My gran was caned in the 1930s by her uncle, the headmaster. Her parents were furious and as her uncle didn't agree he was wrong to hit a child, they never spoke to him and his family ever again! To this day there has never been any attempt to reconnect with that part of the family.

LifeIsShambolic · 30/08/2023 06:19

So you started crying because, in your opinion they are not ashamed enough by their actions 40 odd years ago?
Perhaps they spent decades feeling guilty and had to move past it to live their lives, perhaps they never felt any guilt but realised time moves on and it is no longer appropriate to do those things.
Either way your reaction is extremely odd having got to know them over the last 20 years. Hopefully your own children/their partner won't feel the same way about something that you have done.

Nightsku · 30/08/2023 06:25

My dad remembers getting hit by teachers.
He always said it was the vile teachers that disliked kids who did it.

Id lose all respect for them, I wouldn’t be sending my kids over there alone again and I’d be telling them why.
Id also keep all my contact to a minimum.
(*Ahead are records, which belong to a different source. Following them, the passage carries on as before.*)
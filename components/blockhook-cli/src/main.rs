#[macro_use]
extern crate hiro_system_kit;

#[macro_use]
extern crate serde_derive;

#[macro_use]
extern crate serde_json;

#[macro_use]
extern crate rocket;

pub mod archive;
pub mod cli;
pub mod config;
pub mod scan;
pub mod service;
pub mod storage;

fn main() {
    cli::main();
}
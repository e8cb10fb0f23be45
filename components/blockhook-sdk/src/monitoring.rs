use crate::utils::Context;

use hiro_system_kit::slog;
use hyper::{
    header::CONTENT_TYPE,
    service::{make_service_fn, service_fn},
    Body, Method, Request, Response, Server,
};
use prometheus::{
    self,
    core::{AtomicU64, GenericGauge},
    Encoder, IntGauge, Registry, TextEncoder,
};
use std::time::{SystemTime, UNIX_EPOCH};

type UInt64Gauge = GenericGauge<AtomicU64>;

#[derive(Debug, Clone)]
pub struct PrometheusMonitoring {
    pub stx_highest_block_ingested: UInt64Gauge,
    pub stx_last_reorg_timestamp: IntGauge,
    pub stx_last_reorg_applied_blocks: UInt64Gauge,
    pub stx_last_reorg_rolled_back_blocks: UInt64Gauge,
    pub stx_last_block_ingestion_time: UInt64Gauge,
    pub stx_registered_predicates: UInt64Gauge,
    pub stx_deregistered_predicates: UInt64Gauge,
    pub btc_highest_block_ingested: UInt64Gauge,
    pub btc_last_reorg_timestamp: IntGauge,
    pub btc_last_reorg_applied_blocks: UInt64Gauge,
    pub btc_last_reorg_rolled_back_blocks: UInt64Gauge,
    pub btc_last_block_ingestion_time: UInt64Gauge,
    pub btc_registered_predicates: UInt64Gauge,
    pub btc_deregistered_predicates: UInt64Gauge,
    pub registry: Registry,
}

impl PrometheusMonitoring {
    pub fn new() -> PrometheusMonitoring {
        let registry = Registry::new();
        let stx_highest_block_ingested = Self::create_and_register_uint64_gauge(
            &registry,
            "stx_highest_block_ingested",
            "The highest Stacks block ingested.",
        );
        let stx_last_reorg_timestamp = Self::create_and_register_int_gauge(
            &registry,
            "stx_last_reorg_timestamp",
            "The timestamp of the latest Stacks reorg ingested.",
        );
        let stx_last_reorg_applied_blocks = Self::create_and_register_uint64_gauge(
            &registry,
            "stx_last_reorg_applied_blocks",
            "The number of blocks applied as part of the latest Stacks reorg.",
        );
        let stx_last_reorg_rolled_back_blocks = Self::create_and_register_uint64_gauge(
            &registry,
            "stx_last_reorg_rolled_back_blocks",
            "The number of blocks rolled back as part of the latest Stacks reorg.",
        );
        let stx_last_block_ingestion_time = Self::create_and_register_uint64_gauge(
            &registry,
            "stx_last_block_ingestion_time",
            "The time of the most recent Stacks block ingestion.",
        );
        let stx_registered_predicates = Self::create_and_register_uint64_gauge(
            &registry,
            "stx_registered_predicates",
            "The number of Stacks predicates registered.",
        );
        let stx_deregistered_predicates = Self::create_and_register_uint64_gauge(
            &registry,
            "stx_deregistered_predicates",
            "The number of Stacks predicates deregistered.",
        );
        let btc_highest_block_ingested = Self::create_and_register_uint64_gauge(
            &registry,
            "btc_highest_block_ingested",
            "The highest Bitcoin block ingested.",
        );
        let btc_last_reorg_timestamp = Self::create_and_register_int_gauge(
            &registry,
            "btc_last_reorg_timestamp",
            "The timestamp of the latest Bitcoin reorg ingested.",
        );
        let btc_last_reorg_applied_blocks = Self::create_and_register_uint64_gauge(
            &registry,
            "btc_last_reorg_applied_blocks",
            "The number of blocks applied as part of the latest Bitcoin reorg.",
        );
        let btc_last_reorg_rolled_back_blocks = Self::create_and_register_uint64_gauge(
            &registry,
            "btc_last_reorg_rolled_back_blocks",
            "The number of blocks rolled back as part of the latest Bitcoin reorg.",
        );
        let btc_last_block_ingestion_time = Self::create_and_register_uint64_gauge(
            &registry,
            "btc_last_block_ingestion_time",
            "The time of the most recent Bitcoin block ingestion.",
        );
        let btc_registered_predicates = Self::create_and_register_uint64_gauge(
            &registry,
            "btc_registered_predicates",
            "The number of Bitcoin predicates registered.",
        );
        let btc_deregistered_predicates = Self::create_and_register_uint64_gauge(
            &registry,
            "btc_deregistered_predicates",
            "The number of Bitcoin predicates deregistered.",
        );

        PrometheusMonitoring {
            stx_highest_block_ingested,
            stx_last_reorg_timestamp,
            stx_last_reorg_applied_blocks,
            stx_last_reorg_rolled_back_blocks,
            stx_last_block_ingestion_time,
            stx_registered_predicates,
            stx_deregistered_predicates,
            btc_highest_block_ingested,
            btc_last_reorg_timestamp,
            btc_last_reorg_applied_blocks,
            btc_last_reorg_rolled_back_blocks,
            btc_last_block_ingestion_time,
            btc_registered_predicates,
            btc_deregistered_predicates,
            registry,
        }
    }

    pub fn create_and_register_uint64_gauge(
        registry: &Registry,
        name: &str,
        help: &str,
    ) -> UInt64Gauge {
        let g = UInt64Gauge::new(name, help).unwrap();
        registry.register(Box::new(g.clone())).unwrap();
        g
    }

    pub fn create_and_register_int_gauge(registry: &Registry, name: &str, help: &str) -> IntGauge {
        let g = IntGauge::new(name, help).unwrap();
        registry.register(Box::new(g.clone())).unwrap();
        g
    }

    pub fn initialize(
        &self,
        stx_predicates: u64,
        btc_predicates: u64,
        stx_block_ingested: Option<u64>,
    ) {
        self.stx_registered_predicates.set(stx_predicates);
        self.btc_registered_predicates.set(btc_predicates);
        if let Some(block) = stx_block_ingested {
            self.stx_highest_block_ingested.set(block);
        }
    }

    pub fn stx_metrics_deregister_predicate(&self) {
        self.stx_registered_predicates.dec();
        self.stx_deregistered_predicates.inc();
    }

    pub fn stx_metrics_register_predicate(&self) {
        self.stx_registered_predicates.inc();
    }

    pub fn stx_metrics_ingest_block(&self, new_block_height: u64) {
        if new_block_height > self.stx_highest_block_ingested.get() {
            self.stx_highest_block_ingested.set(new_block_height);
        }
        self.stx_last_block_ingestion_time.set(get_current_time_ms());
    }

    pub fn stx_metrics_ingest_reorg(&self, timestamp: i64, applied: u64, rolled_back: u64) {
        self.stx_last_reorg_timestamp.set(timestamp);
        self.stx_last_reorg_applied_blocks.set(applied);
        self.stx_last_reorg_rolled_back_blocks.set(rolled_back);
    }

    pub fn btc_metrics_deregister_predicate(&self) {
        self.btc_registered_predicates.dec();
        self.btc_deregistered_predicates.inc();
    }

    pub fn btc_metrics_register_predicate(&self) {
        self.btc_registered_predicates.inc();
    }

    pub fn btc_metrics_ingest_block(&self, new_block_height: u64) {
        if new_block_height > self.btc_highest_block_ingested.get() {
            self.btc_highest_block_ingested.set(new_block_height);
        }
        self.btc_last_block_ingestion_time.set(get_current_time_ms());
    }

    pub fn btc_metrics_ingest_reorg(&self, timestamp: i64, applied: u64, rolled_back: u64) {
        self.btc_last_reorg_timestamp.set(timestamp);
        self.btc_last_reorg_applied_blocks.set(applied);
        self.btc_last_reorg_rolled_back_blocks.set(rolled_back);
    }
}

impl Default for PrometheusMonitoring {
    fn default() -> Self {
        Self::new()
    }
}

fn get_current_time_ms() -> u64 {
    SystemTime::now()
        .duration_since(UNIX_EPOCH)
        .map(|d| d.as_millis() as u64)
        .unwrap_or(0)
}

async fn serve_req(
    req: Request<Body>,
    registry: Registry,
    ctx: Context,
) -> Result<Response<Body>, hyper::Error> {
    match (req.method(), req.uri().path()) {
        (&Method::GET, "/metrics") => {
            ctx.try_log(|logger| slog::debug!(logger, "Prometheus monitoring: handling request"));

            let encoder = TextEncoder::new();
            let metric_families = registry.gather();
            let mut buffer = vec![];
            let response = match encoder.encode(&metric_families, &mut buffer) {
                Ok(_) => Response::builder()
                    .status(200)
                    .header(CONTENT_TYPE, encoder.format_type())
                    .body(Body::from(buffer))
                    .unwrap(),
                Err(e) => {
                    ctx.try_log(|logger| {
                        slog::error!(logger, "unable to encode metrics: {}", e)
                    });
                    Response::builder()
                        .status(500)
                        .body(Body::from("unable to encode metrics"))
                        .unwrap()
                }
            };
            Ok(response)
        }
        (_, _) => {
            let response = Response::builder()
                .status(404)
                .body(Body::empty())
                .unwrap();
            Ok(response)
        }
    }
}

pub async fn start_serving_prometheus_metrics(port: u16, registry: Registry, ctx: Context) {
    let addr = ([0, 0, 0, 0], port).into();
    let ctx_clone = ctx.clone();
    let make_svc = make_service_fn(|_| {
        let registry = registry.clone();
        let ctx_clone = ctx_clone.clone();
        async move {
            Ok::<_, hyper::Error>(service_fn(move |r| {
                serve_req(r, registry.clone(), ctx_clone.clone())
            }))
        }
    });
    let serve_future = Server::bind(&addr).serve(make_svc);
    ctx.try_log(|logger| slog::info!(logger, "Prometheus monitoring: listening on port {}", port));

    if let Err(err) = serve_future.await {
        ctx.try_log(|logger| slog::warn!(logger, "Prometheus monitoring: server error: {}", err));
    }
}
Toddlerteaplease · 30/08/2023 06:39

Massive overreaction!

maratara · 30/08/2023 10:58

I agree with the over reaction. I've already said I was embarrassed . It was not something I wanted to do. I think we are going in circles now, Most people disagree with me and some agree, Thanks for all responses.

OP posts:
MrsDanversGlidesAgain · 30/08/2023 11:09

You are being ridiculous. I remember boys being caned, never girls

Girls in one class in my primary school (early 1960s) had to stand on their seat and then got a (hard) slap on the leg from the teacher while boys were walloped with a gym shoe - think he called it 'a taste of black medicine.' Interestingly none of the other teachers in that school seemed to need corporal punishment; they were women and the walloping teacher was a man who looked like he had a perpetual grievance against the world.

Once I got to secondary it was detentions.